__The problem__
From the data underneath, reproduce exactly the stretch that begins at the line with "scan stream has" and ends after the line with "let id = device.id().to_string();".

[Saved entries]
________________

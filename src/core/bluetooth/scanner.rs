use std::collections::HashMap;
use std::sync::{Arc, Mutex};
use std::time::Duration;

use anyhow::Result;
use bluest::{Adapter, Device};
use futures_util::StreamExt;
use log::{debug, info};
use tokio::time::{Instant, sleep_until};

use crate::core::bluetooth::types::DiscoveredDevice;

/// Runs bounded discovery scans and keeps the device handles of the latest one
pub struct BluetoothScanner {
    adapter: Adapter,
    devices: Arc<Mutex<HashMap<String, Device>>>,
}

impl BluetoothScanner {
    pub fn new(adapter: Adapter, devices: Arc<Mutex<HashMap<String, Device>>>) -> Self {
        Self { adapter, devices }
    }

    /// Scans for `duration` and returns the devices in the order they were first seen.
    ///
    /// Handles from the previous scan are dropped; only devices found by this
    /// scan can be connected to afterwards.
    pub async fn scan(&self, duration: Duration) -> Result<Vec<DiscoveredDevice>> {
        if let Ok(mut devices) = self.devices.lock() {
            devices.clear();
        }

        let mut found: Vec<DiscoveredDevice> = Vec::new();

        // Devices already connected to this host do not advertise
        info!("Checking for connected devices");
        for device in self.adapter.connected_devices().await? {
            self.record(&mut found, device);
        }

        info!("Starting bluetooth scan for {:?}", duration);
        let scan_stream = self.adapter.scan(&[]).await?;
        tokio::pin!(scan_stream);
        let deadline = Instant::now() + duration;

        loop {
            tokio::select! {
                result = scan_stream.next() => {
                    match result {
                        Some(discovered_device) => {
                            debug!(
                                "Found device - Device: {:?}, RSSI: {:?}",
                                discovered_device.device, discovered_device.rssi
                            );
                            self.record(&mut found, discovered_device.device);
                        }
                        None => {
                            info!("Bluetooth scan stream has ended.");
                            break;
                        }
                    }
                }
                _ = sleep_until(deadline) => {
                    break;
                }
            }
        }

        info!("Scan complete, {} device(s) found", found.len());
        Ok(found)
    }

    fn record(&self, found: &mut Vec<DiscoveredDevice>, device: Device) {
        let id = device.id().to_string();
        let name = device.name().ok().filter(|n| !n.is_empty());

        if let Some(existing) = found.iter_mut().find(|d| d.address == id) {
            // Names often arrive in a later scan response
            if existing.name.is_none() && name.is_some() {
                existing.name = name;
            }
            return;
        }

        found.push(DiscoveredDevice::new(id.clone(), name));
        if let Ok(mut devices) = self.devices.lock() {
            devices.insert(id, device);
        }
    }
}
//! Core functionality for the GATT console
//! This module contains the device registry, the characteristic index and the
//! session controller, plus the Bluetooth transport they run on.

pub mod bluetooth;
pub mod characteristic_index;
pub mod errors;
pub mod registry;
pub mod session;

// Re-export commonly used types
pub use characteristic_index::{ActionableEntry, CharacteristicIndex};
pub use errors::SessionError;
pub use registry::DeviceRegistry;
pub use session::{Session, SessionOutcome};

________________

__Solution for this task__
                            info!("Bluetooth scan stream has ended.");
                            break;
                        }
                    }
                }
                _ = sleep_until(deadline) => {
                    break;
                }
            }
        }

        info!("Scan complete, {} device(s) found", found.len());
        Ok(found)
    }

    fn record(&self, found: &mut Vec<DiscoveredDevice>, device: Device) {
        let id = device.id().to_string();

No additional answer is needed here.